|SharePoint 2013 Unleashed|
Authors: Michael Noel & Colin Spence
This is a brick of a book, coming in at over a thousand pages in length, and the list of topics covered is extensive, but SharePoint is such a large product that many topics could still benefit from a more in-depth coverage.
There is some material that’s useful to developers, but the general coverage means there’s a lot of material that is aimed at SharePoint administrators rather than developers.
The book is divided into six parts, starting with planning for and deploying SharePoint Server. Individual chapters show how to set up a simple SharePoint farm, advanced SharePoint 2013 Installation and Scalability, and migrating from SharePoint 2010 to SharePoint 2013.
Part 2 covers SharePoint administration and maintenance. There are useful chapters on making SharePoint Search work well, and on managing and maintaining SQL Server alongside SharePoint. There’s also a good introduction to the updated SharePoint 2013 monitoring tools, and of using System Center Operations Manager to keep tabs on SharePoint.

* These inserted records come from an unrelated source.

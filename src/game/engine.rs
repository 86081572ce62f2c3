use rand::Rng;
use rand::rngs::ThreadRng;

use super::config::{GameMode, GameSettings, OBSTACLE_SAFE_DISTANCE};
use super::direction::Direction;
use super::powerup;
use super::state::{CollisionType, GameState, Position, PowerUpKind, Snake};

/// Random draws tried before falling back to scanning every cell
pub const MAX_PLACEMENT_ATTEMPTS: usize = 64;

/// Information about a step
#[derive(Debug, Clone, Default, PartialEq)]
pub struct StepInfo {
    /// Whether the snake ate food this step
    pub ate_food: bool,
    /// Power-up collected this step, its immediate effect already applied
    pub power_up: Option<PowerUpKind>,
    /// Tail segments removed by a shorten power-up
    pub shortened_by: usize,
    /// Type of collision if one occurred
    pub collision_type: Option<CollisionType>,
}

/// Result of a game step
#[derive(Debug, Clone, PartialEq)]
pub struct StepResult {
    /// Whether the game has terminated
    pub terminated: bool,
    pub info: StepInfo,
}

/// Advances a `GameState` one tick at a time.
///
/// Generic over the random source so tests can drive it with a seeded rng.
pub struct GameEngine<R = ThreadRng> {
    rng: R,
}

impl GameEngine<ThreadRng> {
    pub fn new() -> Self {
        Self::with_rng(rand::thread_rng())
    }
}

impl Default for GameEngine<ThreadRng> {
    fn default() -> Self {
        Self::new()
    }
}

impl<R: Rng> GameEngine<R> {
    pub fn with_rng(rng: R) -> Self {
        Self { rng }
    }

    pub fn rng_mut(&mut self) -> &mut R {
        &mut self.rng
    }

    /// Build a fresh state for `settings`: single-cell snake in the centre
    /// heading right, obstacles (obstacle mode only), then food.
    pub fn reset(&mut self, settings: GameSettings) -> GameState {
        let start = start_cell(&settings);
        let snake = Snake::new(start, Direction::Right, 1);
        let mut state = GameState::new(settings, snake, None);

        if settings.mode == GameMode::Obstacle {
            self.generate_obstacles(&mut state);
        }
        self.respawn_food(&mut state);
        state
    }

    /// Execute one tick of the game
    pub fn step(&mut self, state: &mut GameState) -> StepResult {
        if !state.is_alive {
            return StepResult {
                terminated: true,
                info: StepInfo::default(),
            };
        }

        let mut info = StepInfo::default();
        let tile_count = state.tile_count();

        let mut new_head = state.snake.head().moved_in_direction(state.snake.direction);
        if state.settings.mode == GameMode::Borderless {
            new_head = new_head.wrapped(tile_count);
        }
        state.snake.body.insert(0, new_head);

        if state.food == Some(new_head) {
            info.ate_food = true;
            state.score += if state.double_score { 2 } else { 1 };
            self.respawn_food(state);
        } else {
            state.snake.body.pop();
        }

        if let Some(power_up) = state.power_up {
            if power_up.position == new_head {
                state.power_up = None;
                info.power_up = Some(power_up.kind);
                info.shortened_by = powerup::apply_immediate(state, power_up.kind);
            }
        }

        state.steps += 1;

        // Collisions are judged after food and power-ups have resolved
        if let Some(collision) = check_collision(state) {
            state.is_alive = false;
            state.collision = Some(collision);
            info.collision_type = Some(collision);
        }

        StepResult {
            terminated: !state.is_alive,
            info,
        }
    }

    /// Place food on a random free cell
    pub fn respawn_food(&mut self, state: &mut GameState) {
        let tile_count = state.tile_count();
        state.food = find_free_cell(&mut self.rng, tile_count, |pos| state.blocks_food(pos));
    }

    fn generate_obstacles(&mut self, state: &mut GameState) {
        let start = start_cell(&state.settings);
        let tile_count = state.tile_count();

        state.obstacles.clear();
        for _ in 0..state.settings.obstacle_count() {
            let candidate = find_free_cell(&mut self.rng, tile_count, |pos| {
                state.snake.occupies(pos)
                    || state.food == Some(pos)
                    || state.obstacles.contains(&pos)
                    || pos.chebyshev_distance(start) <= OBSTACLE_SAFE_DISTANCE
            });
            match candidate {
                Some(pos) => state.obstacles.push(pos),
                None => break,
            }
        }
    }
}

/// Where the snake starts for these settings
pub fn start_cell(settings: &GameSettings) -> Position {
    let centre = settings.tile_count() / 2;
    Position::new(centre, centre)
}

/// A uniformly random cell; may be occupied
pub fn random_cell<R: Rng + ?Sized>(rng: &mut R, tile_count: i32) -> Position {
    Position::new(rng.gen_range(0..tile_count), rng.gen_range(0..tile_count))
}

/// Find an unblocked cell.
///
/// Draws up to `MAX_PLACEMENT_ATTEMPTS` random cells, then scans the whole
/// grid and picks uniformly among the free ones. `None` means the grid is full.
pub fn find_free_cell<R, F>(rng: &mut R, tile_count: i32, blocked: F) -> Option<Position>
where
    R: Rng + ?Sized,
    F: Fn(Position) -> bool,
{
    for _ in 0..MAX_PLACEMENT_ATTEMPTS {
        let pos = random_cell(rng, tile_count);
        if !blocked(pos) {
            return Some(pos);
        }
    }

    let free: Vec<Position> = (0..tile_count)
        .flat_map(|y| (0..tile_count).map(move |x| Position::new(x, y)))
        .filter(|pos| !blocked(*pos))
        .collect();
    if free.is_empty() {
        None
    } else {
        Some(free[rng.gen_range(0..free.len())])
    }
}

fn check_collision(state: &GameState) -> Option<CollisionType> {
    let head = state.snake.head();

    if state.settings.mode != GameMode::Borderless && !state.is_in_bounds(head) {
        return Some(CollisionType::Wall);
    }

    if !state.ghost_mode && state.snake.collides_with_body(head) {
        return Some(CollisionType::SelfCollision);
    }

    if state.settings.mode == GameMode::Obstacle && state.is_obstacle(head) {
        return Some(CollisionType::Obstacle);
    }

    None
}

Part 3 is titled “Securing, protecting, and optimizing SharePoint architectures”, though it opens with a chapter on virtualizing SharePoint components. The chapters in this section seemed clear and to have useful tips and advice, though of course I was reading the material without trying to actually follow the instructions. The chapter on deploying SharePoint for Extranets and alternative authentication scenarios looked at using Google and Facebook for ID authentication with Azure Control Services, for instance. One problem faced by SharePoint administrators is that of exploits using HTTP to attack SharePoint services, and there was a good chapter on hiding SharePoint behind Microsoft’s ForeFront Threat Management Gateway or Unified Access Gateways. Other chapters in this section cover implementing SharePoint security, configuring email-enabled content, and safeguarding confidential data in SharePoint using SQL Transparent Data Encryption and AD Rights Management.

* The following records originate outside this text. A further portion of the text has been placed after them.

//! Paints a `GameState` onto a `Surface`.
//!
//! Each cell is drawn at `cell * cell_size` and is one pixel smaller than
//! the cell pitch, leaving a one-pixel grid gap.

use crate::game::{CANVAS_SIZE, GameMode, GameState, Position, PowerUpKind};

use super::surface::{Paint, PixelRect, Rgb, Surface};

pub const BACKGROUND: Rgb = Rgb::from_hex(0x34495e);
pub const OBSTACLE: Rgb = Rgb::from_hex(0x7f8c8d);
pub const SNAKE_HEAD: Rgb = Rgb::from_hex(0x2ecc71);
pub const SNAKE_BODY: Rgb = Rgb::from_hex(0x27ae60);
pub const FOOD: Rgb = Rgb::from_hex(0xe74c3c);
pub const BORDERLESS_FRAME: Rgb = Rgb::from_hex(0x3498db);

/// Snake opacity while ghost mode is active
pub const GHOST_ALPHA: f32 = 0.6;
pub const FRAME_WIDTH: f32 = 2.0;

pub fn power_up_color(kind: PowerUpKind) -> Rgb {
    match kind {
        PowerUpKind::SpeedUp => Rgb::from_hex(0x3498db),
        PowerUpKind::SlowDown => Rgb::from_hex(0xf1c40f),
        PowerUpKind::DoubleScore => Rgb::from_hex(0xf39c12),
        PowerUpKind::GhostMode => Rgb::from_hex(0x9b59b6),
        PowerUpKind::Shorten => Rgb::from_hex(0x2ecc71),
    }
}

/// Pixel rectangle of one cell
pub fn cell_rect(pos: Position, cell_size: f32) -> PixelRect {
    PixelRect::new(
        pos.x as f32 * cell_size,
        pos.y as f32 * cell_size,
        cell_size - 1.0,
        cell_size - 1.0,
    )
}

/// Draw the whole board. Reads `state`, writes only to `surface`.
pub fn paint<S: Surface + ?Sized>(state: &GameState, surface: &mut S) {
    let cell_size = state.settings.cell_size();
    let canvas = PixelRect::new(0.0, 0.0, CANVAS_SIZE, CANVAS_SIZE);

    surface.fill_rect(canvas, Paint::solid(BACKGROUND));

    if state.settings.mode == GameMode::Obstacle {
        for obstacle in &state.obstacles {
            surface.fill_rect(cell_rect(*obstacle, cell_size), Paint::solid(OBSTACLE));
        }
    }

    let alpha = if state.ghost_mode { GHOST_ALPHA } else { 1.0 };
    for (index, part) in state.snake.body.iter().enumerate() {
        let color = if index == 0 { SNAKE_HEAD } else { SNAKE_BODY };
        surface.fill_rect(cell_rect(*part, cell_size), Paint::translucent(color, alpha));
    }

    if let Some(food) = state.food {
        surface.fill_rect(cell_rect(food, cell_size), Paint::solid(FOOD));
    }

    if let Some(power_up) = state.power_up {
        surface.fill_rect(
            cell_rect(power_up.position, cell_size),
            Paint::solid(power_up_color(power_up.kind)),
        );
    }

    if state.settings.mode == GameMode::Borderless {
        surface.stroke_rect(canvas, Paint::solid(BORDERLESS_FRAME), FRAME_WIDTH);
    }
}

#[cfg(test)]
mod tests {
    use super::*;
    use crate::game::{Difficulty, Direction, GameSettings, MapSize, PowerUp, Snake};
    use std::time::Duration;

    #[derive(Debug, Clone, PartialEq)]
    enum Call {
        Fill(PixelRect, Paint),
        Stroke(PixelRect, Paint, f32),
    }

    #[derive(Default)]
    struct Recorder {
        calls: Vec<Call>,
    }

    impl Surface for Recorder {
        fn fill_rect(&mut self, rect: PixelRect, paint: Paint) {
            self.calls.push(Call::Fill(rect, paint));
        }

        fn stroke_rect(&mut self, rect: PixelRect, paint: Paint, line_width: f32) {
            self.calls.push(Call::Stroke(rect, paint, line_width));
        }
    }

    fn state(mode: GameMode) -> GameState {
        let settings = GameSettings::new(mode, Difficulty::Medium, MapSize::Medium);
        let snake = Snake::new(Position::new(10, 10), Direction::Right, 3);
        GameState::new(settings, snake, Some(Position::new(2, 3)))
    }

    #[test]
    fn test_cell_rect_leaves_gap() {
        let rect = cell_rect(Position::new(3, 4), 20.0);
        assert_eq!(rect, PixelRect::new(60.0, 80.0, 19.0, 19.0));
    }

    #[test]
    fn test_classic_draw_order() {
        let mut recorder = Recorder::default();
        paint(&state(GameMode::Classic), &mut recorder);

        // background, 3 snake cells, food
        assert_eq!(recorder.calls.len(), 5);
        assert_eq!(
            recorder.calls[0],
            Call::Fill(
                PixelRect::new(0.0, 0.0, CANVAS_SIZE, CANVAS_SIZE),
                Paint::solid(BACKGROUND)
            )
        );
        assert_eq!(
            recorder.calls[1],
            Call::Fill(PixelRect::new(200.0, 200.0, 19.0, 19.0), Paint::solid(SNAKE_HEAD))
        );
        assert_eq!(
            recorder.calls[2],
            Call::Fill(PixelRect::new(180.0, 200.0, 19.0, 19.0), Paint::solid(SNAKE_BODY))
        );
        assert_eq!(
            recorder.calls[4],
            Call::Fill(PixelRect::new(40.0, 60.0, 19.0, 19.0), Paint::solid(FOOD))
        );
    }

    #[test]
    fn test_ghost_snake_is_translucent() {
        let mut state = state(GameMode::Classic);
        state.ghost_mode = true;
        let mut recorder = Recorder::default();
        paint(&state, &mut recorder);

        for call in &recorder.calls[1..4] {
            let Call::Fill(_, paint) = call else {
                panic!("expected fill");
            };
            assert_eq!(paint.alpha, GHOST_ALPHA);
        }
    }

    #[test]
    fn test_obstacles_power_up_and_frame() {
        let mut obstacle_state = state(GameMode::Obstacle);
        obstacle_state.obstacles = vec![Position::new(0, 0)];
        obstacle_state.power_up = Some(PowerUp {
            id: 1,
            kind: PowerUpKind::GhostMode,
            position: Position::new(5, 5),
            expires_at: Duration::from_secs(8),
        });
        let mut recorder = Recorder::default();
        paint(&obstacle_state, &mut recorder);

        assert_eq!(
            recorder.calls[1],
            Call::Fill(PixelRect::new(0.0, 0.0, 19.0, 19.0), Paint::solid(OBSTACLE))
        );
        assert_eq!(
            recorder.calls.last(),
            Some(&Call::Fill(
                PixelRect::new(100.0, 100.0, 19.0, 19.0),
                Paint::solid(power_up_color(PowerUpKind::GhostMode))
            ))
        );
        assert!(!recorder.calls.iter().any(|c| matches!(c, Call::Stroke(..))));

        let mut recorder = Recorder::default();
        paint(&state(GameMode::Borderless), &mut recorder);
        assert_eq!(
            recorder.calls.last(),
            Some(&Call::Stroke(
                PixelRect::new(0.0, 0.0, CANVAS_SIZE, CANVAS_SIZE),
                Paint::solid(BORDERLESS_FRAME),
                FRAME_WIDTH
            ))
        );
    }

    #[test]
    fn test_obstacles_hidden_outside_obstacle_mode() {
        let mut classic = state(GameMode::Classic);
        classic.obstacles = vec![Position::new(0, 0)];
        let mut recorder = Recorder::default();
        paint(&classic, &mut recorder);

        assert!(!recorder
            .calls
            .iter()
            .any(|c| matches!(c, Call::Fill(_, paint) if paint.color == OBSTACLE)));
    }
}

By Part 4 of the book we’re on to collaboration and document management. There’s a useful comparison of the facilities in SharePoint Foundation and SharePoint Server 2013, after which the authors move on to libraries and lists, pages and sites, metadata, and social networking tools. Part five looks at how you can use the Office apps and SharePoint together, with reference to SkyDrive tools, collaborative documents, Excel services, and the workflows that come with SharePoint.
The final part of the book is the only one specifically relevant to SharePoint developers. It has three chapters on extending the SharePoint environment, starting with a look at how you can develop apps using SharePoint Designer 2013 and Visual Studio 2012. The chapter works through the creation of a workflow that interacts with some SharePoint lists, then goes on to show using VS to develop a web part. There’s a chapter on Business Intelligence in SharePoint 2013 with PerformancePoint Services that discusses what PerformancePoint Services is and the use of the Dashboard designer, and the book closes with a chapter on Business Connectivity Services and how you can use it to work with external data. Overall, the three chapters are best thought of as showing you the tools you might use to develop with SharePoint rather than teaching you how to do it.
Having read the book, my conclusion was that there is just too much in SharePoint for a single book to provide in-depth coverage of the whole of it. This book would be useful if you need to have a good overview of SharePoint and what it can do; if you need to get to grips with developing for SharePoint, it doesn’t go far enough.